- **What is needed**: Exactly how many lines below mention "RelevanceScorer"? Answer with that number alone.

╭─ Input

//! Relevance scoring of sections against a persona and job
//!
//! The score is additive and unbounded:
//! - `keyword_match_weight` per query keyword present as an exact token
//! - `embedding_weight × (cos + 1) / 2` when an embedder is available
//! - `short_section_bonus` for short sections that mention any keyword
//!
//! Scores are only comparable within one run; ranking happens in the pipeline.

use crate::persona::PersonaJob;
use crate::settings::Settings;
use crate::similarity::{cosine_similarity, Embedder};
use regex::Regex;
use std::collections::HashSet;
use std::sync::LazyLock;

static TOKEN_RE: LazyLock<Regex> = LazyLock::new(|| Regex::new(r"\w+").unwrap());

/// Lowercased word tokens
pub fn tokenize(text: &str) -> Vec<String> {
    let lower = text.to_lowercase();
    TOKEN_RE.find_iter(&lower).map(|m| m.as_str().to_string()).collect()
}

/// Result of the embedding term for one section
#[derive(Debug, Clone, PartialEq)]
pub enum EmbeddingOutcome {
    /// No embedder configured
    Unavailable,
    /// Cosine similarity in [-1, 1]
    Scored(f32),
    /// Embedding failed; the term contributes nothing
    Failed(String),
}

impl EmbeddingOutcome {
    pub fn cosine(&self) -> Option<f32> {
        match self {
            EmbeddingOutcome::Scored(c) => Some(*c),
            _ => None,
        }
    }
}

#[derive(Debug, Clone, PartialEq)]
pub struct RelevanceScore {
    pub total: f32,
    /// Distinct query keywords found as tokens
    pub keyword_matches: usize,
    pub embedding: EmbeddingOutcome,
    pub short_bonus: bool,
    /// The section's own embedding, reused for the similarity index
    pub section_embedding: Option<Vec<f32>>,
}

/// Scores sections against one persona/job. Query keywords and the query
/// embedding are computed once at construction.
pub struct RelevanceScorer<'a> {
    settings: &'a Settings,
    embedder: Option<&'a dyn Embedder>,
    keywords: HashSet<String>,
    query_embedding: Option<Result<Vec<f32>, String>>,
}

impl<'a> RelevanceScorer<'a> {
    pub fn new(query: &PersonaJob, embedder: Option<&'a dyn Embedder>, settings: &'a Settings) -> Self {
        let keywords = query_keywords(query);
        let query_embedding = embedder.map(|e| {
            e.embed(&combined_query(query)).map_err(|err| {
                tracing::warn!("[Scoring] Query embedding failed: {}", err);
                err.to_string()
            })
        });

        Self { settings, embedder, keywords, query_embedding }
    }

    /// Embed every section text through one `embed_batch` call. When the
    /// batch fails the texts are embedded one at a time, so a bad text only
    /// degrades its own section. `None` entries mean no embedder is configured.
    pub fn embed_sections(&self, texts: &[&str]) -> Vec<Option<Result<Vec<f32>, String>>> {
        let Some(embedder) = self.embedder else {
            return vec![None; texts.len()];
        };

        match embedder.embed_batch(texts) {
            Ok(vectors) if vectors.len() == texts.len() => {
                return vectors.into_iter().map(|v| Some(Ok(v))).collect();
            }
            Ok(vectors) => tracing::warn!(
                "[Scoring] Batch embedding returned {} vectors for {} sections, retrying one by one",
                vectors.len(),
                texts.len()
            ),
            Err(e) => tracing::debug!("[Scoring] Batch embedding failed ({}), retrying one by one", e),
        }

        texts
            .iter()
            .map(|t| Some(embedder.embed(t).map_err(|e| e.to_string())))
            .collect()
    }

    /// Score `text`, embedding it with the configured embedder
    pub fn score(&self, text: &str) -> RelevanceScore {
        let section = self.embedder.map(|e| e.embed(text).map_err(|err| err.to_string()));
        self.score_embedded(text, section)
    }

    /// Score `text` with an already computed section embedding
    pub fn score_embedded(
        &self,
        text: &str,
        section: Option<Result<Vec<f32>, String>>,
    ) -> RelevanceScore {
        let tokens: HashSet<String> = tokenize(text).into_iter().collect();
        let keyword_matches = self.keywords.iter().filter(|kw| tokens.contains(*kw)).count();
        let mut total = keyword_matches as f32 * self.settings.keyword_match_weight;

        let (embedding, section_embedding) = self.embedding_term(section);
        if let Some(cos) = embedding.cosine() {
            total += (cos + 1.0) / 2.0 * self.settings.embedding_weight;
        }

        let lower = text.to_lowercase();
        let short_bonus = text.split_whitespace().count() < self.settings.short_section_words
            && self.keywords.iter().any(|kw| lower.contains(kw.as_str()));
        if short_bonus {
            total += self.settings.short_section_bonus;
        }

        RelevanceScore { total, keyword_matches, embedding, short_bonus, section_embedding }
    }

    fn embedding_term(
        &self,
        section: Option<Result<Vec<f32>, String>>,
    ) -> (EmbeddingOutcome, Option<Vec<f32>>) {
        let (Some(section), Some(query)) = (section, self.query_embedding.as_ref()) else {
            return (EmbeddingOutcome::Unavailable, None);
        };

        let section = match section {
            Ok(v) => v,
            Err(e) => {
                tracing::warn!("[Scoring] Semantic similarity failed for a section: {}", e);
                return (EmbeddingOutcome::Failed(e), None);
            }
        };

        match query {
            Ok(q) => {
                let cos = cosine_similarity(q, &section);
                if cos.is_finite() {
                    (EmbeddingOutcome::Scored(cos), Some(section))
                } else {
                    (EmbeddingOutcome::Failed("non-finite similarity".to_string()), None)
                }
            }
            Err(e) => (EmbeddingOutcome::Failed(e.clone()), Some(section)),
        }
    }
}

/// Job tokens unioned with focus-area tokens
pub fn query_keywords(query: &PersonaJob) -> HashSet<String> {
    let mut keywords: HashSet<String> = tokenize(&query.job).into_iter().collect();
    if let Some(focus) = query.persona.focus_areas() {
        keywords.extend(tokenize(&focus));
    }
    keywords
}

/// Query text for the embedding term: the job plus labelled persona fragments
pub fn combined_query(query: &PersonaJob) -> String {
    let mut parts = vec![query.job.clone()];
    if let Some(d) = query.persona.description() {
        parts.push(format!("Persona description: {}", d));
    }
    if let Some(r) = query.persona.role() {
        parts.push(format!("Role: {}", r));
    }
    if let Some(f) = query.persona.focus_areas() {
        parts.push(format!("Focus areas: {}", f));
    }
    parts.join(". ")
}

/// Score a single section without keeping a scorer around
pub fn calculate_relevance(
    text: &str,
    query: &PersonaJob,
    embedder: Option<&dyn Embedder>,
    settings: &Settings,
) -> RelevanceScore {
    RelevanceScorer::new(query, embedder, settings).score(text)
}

╰─
╭─ Input

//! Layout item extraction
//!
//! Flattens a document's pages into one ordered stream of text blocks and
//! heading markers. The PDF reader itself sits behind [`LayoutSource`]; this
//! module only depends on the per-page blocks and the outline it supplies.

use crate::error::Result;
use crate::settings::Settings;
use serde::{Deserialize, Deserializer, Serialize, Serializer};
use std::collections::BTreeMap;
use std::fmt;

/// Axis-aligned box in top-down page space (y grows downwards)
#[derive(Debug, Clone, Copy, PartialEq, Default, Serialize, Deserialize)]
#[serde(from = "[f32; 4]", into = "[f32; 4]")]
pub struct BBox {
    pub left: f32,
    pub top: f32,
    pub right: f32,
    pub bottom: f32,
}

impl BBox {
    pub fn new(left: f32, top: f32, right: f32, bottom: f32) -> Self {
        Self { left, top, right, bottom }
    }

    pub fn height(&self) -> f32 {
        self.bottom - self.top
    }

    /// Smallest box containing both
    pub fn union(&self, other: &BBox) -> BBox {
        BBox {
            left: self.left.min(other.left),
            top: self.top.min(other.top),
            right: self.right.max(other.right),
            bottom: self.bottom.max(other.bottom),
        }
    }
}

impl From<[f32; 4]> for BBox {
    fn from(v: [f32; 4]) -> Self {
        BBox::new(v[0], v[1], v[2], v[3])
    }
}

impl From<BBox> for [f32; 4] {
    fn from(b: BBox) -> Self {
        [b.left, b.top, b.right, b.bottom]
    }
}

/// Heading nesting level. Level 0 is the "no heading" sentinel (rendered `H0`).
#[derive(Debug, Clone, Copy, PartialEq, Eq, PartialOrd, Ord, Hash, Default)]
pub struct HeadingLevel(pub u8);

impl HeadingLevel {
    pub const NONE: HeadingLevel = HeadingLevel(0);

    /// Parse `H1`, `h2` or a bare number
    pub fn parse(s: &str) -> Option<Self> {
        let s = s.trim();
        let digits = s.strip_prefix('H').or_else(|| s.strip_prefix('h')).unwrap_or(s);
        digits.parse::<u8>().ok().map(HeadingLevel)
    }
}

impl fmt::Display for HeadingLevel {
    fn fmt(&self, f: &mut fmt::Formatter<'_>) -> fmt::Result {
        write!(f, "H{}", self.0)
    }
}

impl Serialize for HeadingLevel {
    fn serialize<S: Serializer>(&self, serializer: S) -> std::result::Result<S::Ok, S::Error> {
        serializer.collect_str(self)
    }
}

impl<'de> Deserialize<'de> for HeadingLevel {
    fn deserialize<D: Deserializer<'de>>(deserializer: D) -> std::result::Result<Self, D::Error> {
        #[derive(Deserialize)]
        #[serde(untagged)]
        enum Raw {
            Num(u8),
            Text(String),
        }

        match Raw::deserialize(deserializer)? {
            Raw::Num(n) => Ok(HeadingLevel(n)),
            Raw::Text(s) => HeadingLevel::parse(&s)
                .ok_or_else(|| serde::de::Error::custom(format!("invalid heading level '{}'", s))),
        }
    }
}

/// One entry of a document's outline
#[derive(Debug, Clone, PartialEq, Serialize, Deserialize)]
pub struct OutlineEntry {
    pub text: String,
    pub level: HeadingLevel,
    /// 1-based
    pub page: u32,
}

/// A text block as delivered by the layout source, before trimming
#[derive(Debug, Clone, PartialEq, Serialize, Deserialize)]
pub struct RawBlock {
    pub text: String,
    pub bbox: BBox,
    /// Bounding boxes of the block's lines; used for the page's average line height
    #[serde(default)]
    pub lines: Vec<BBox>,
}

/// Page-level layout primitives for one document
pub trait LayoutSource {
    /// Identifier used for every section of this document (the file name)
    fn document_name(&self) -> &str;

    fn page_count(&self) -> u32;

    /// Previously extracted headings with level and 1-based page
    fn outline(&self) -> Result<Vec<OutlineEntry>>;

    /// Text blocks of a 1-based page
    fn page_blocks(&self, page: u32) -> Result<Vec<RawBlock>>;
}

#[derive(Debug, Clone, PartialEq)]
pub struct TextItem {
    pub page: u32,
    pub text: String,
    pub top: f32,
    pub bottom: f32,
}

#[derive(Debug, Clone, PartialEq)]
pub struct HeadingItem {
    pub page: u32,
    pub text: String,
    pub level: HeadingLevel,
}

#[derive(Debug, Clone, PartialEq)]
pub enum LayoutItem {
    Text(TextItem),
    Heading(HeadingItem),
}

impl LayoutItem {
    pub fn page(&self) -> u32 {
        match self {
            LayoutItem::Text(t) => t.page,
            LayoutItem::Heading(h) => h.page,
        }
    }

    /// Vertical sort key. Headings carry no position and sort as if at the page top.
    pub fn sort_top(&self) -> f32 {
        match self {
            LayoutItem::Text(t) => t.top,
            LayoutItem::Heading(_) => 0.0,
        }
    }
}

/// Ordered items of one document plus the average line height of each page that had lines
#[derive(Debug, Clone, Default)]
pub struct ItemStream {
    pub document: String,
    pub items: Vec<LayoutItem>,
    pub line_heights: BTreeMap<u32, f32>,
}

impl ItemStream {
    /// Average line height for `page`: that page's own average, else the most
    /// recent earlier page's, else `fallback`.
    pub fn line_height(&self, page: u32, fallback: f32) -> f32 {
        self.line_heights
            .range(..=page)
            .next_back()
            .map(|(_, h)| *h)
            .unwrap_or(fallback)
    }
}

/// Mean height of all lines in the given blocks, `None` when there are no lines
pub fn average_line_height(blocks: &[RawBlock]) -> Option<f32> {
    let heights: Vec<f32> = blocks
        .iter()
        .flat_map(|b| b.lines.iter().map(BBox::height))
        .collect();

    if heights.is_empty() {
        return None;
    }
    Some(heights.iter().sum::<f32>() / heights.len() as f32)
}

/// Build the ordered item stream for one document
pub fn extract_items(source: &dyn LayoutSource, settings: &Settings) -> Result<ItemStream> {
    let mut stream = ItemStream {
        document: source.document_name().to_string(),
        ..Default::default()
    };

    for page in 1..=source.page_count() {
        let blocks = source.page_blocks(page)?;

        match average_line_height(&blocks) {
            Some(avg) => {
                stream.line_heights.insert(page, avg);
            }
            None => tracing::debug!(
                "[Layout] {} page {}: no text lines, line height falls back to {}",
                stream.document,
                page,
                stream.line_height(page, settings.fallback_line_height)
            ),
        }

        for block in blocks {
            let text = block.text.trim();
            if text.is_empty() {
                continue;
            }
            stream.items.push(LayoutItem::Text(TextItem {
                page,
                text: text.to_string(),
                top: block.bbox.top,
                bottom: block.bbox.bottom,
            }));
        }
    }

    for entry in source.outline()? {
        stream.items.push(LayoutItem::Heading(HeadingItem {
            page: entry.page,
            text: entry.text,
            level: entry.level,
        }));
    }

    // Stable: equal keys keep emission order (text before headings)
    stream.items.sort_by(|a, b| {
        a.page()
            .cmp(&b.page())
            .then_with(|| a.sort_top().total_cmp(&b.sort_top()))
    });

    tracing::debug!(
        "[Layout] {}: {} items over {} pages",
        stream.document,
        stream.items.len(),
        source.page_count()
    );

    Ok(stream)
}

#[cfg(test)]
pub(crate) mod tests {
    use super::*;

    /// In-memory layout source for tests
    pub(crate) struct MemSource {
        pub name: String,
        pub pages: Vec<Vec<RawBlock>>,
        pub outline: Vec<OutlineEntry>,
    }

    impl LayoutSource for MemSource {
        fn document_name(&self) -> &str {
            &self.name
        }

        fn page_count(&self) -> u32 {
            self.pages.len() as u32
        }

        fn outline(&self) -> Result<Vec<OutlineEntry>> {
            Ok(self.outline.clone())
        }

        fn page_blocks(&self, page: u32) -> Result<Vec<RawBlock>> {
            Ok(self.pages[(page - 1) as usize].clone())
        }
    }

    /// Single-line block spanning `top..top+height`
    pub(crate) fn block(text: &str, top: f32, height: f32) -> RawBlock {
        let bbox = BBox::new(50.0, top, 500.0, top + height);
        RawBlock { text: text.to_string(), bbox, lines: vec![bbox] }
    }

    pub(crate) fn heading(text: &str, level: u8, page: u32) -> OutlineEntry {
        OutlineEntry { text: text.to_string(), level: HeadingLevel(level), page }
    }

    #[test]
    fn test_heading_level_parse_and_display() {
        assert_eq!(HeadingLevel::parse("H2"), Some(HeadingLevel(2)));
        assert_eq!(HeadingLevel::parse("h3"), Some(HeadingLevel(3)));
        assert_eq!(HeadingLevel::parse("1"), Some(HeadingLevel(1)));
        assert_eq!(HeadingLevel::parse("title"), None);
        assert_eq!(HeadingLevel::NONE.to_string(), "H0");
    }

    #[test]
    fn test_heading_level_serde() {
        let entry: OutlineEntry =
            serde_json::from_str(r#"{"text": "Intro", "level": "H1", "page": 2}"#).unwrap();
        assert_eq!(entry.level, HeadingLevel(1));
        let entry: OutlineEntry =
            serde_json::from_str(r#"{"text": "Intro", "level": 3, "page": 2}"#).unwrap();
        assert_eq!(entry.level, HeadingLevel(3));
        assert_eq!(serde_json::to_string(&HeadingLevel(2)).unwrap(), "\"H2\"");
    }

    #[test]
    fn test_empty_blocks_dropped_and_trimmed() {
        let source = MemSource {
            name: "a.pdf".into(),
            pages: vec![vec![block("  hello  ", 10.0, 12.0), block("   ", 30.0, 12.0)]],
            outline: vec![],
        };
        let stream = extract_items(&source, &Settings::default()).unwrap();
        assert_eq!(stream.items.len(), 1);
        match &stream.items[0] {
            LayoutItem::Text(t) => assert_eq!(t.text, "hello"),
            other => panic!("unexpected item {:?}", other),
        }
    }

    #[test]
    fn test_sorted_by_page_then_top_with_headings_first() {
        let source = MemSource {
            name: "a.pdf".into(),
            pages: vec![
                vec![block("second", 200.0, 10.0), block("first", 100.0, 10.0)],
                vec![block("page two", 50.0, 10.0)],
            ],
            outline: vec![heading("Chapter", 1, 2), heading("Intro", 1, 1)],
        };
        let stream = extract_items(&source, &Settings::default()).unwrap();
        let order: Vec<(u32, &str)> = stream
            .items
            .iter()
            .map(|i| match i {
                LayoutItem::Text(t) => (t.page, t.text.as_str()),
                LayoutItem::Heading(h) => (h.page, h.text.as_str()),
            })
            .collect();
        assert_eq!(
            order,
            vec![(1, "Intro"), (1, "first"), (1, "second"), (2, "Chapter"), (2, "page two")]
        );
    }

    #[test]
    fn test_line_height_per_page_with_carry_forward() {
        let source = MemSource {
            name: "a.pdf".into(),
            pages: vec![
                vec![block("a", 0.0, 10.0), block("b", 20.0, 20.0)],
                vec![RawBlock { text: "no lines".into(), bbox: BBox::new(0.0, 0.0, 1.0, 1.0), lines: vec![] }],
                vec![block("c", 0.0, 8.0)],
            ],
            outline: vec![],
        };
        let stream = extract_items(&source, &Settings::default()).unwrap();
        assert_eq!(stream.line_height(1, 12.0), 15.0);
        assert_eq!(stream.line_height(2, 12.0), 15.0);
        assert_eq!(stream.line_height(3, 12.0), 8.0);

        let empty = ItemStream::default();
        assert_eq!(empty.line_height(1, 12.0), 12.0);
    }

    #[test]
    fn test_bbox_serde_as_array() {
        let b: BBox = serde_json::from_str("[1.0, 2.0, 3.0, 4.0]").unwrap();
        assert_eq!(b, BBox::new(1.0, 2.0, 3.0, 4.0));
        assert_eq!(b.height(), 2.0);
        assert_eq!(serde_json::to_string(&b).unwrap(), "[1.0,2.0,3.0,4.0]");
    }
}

╰─

- **Problem solution**: 3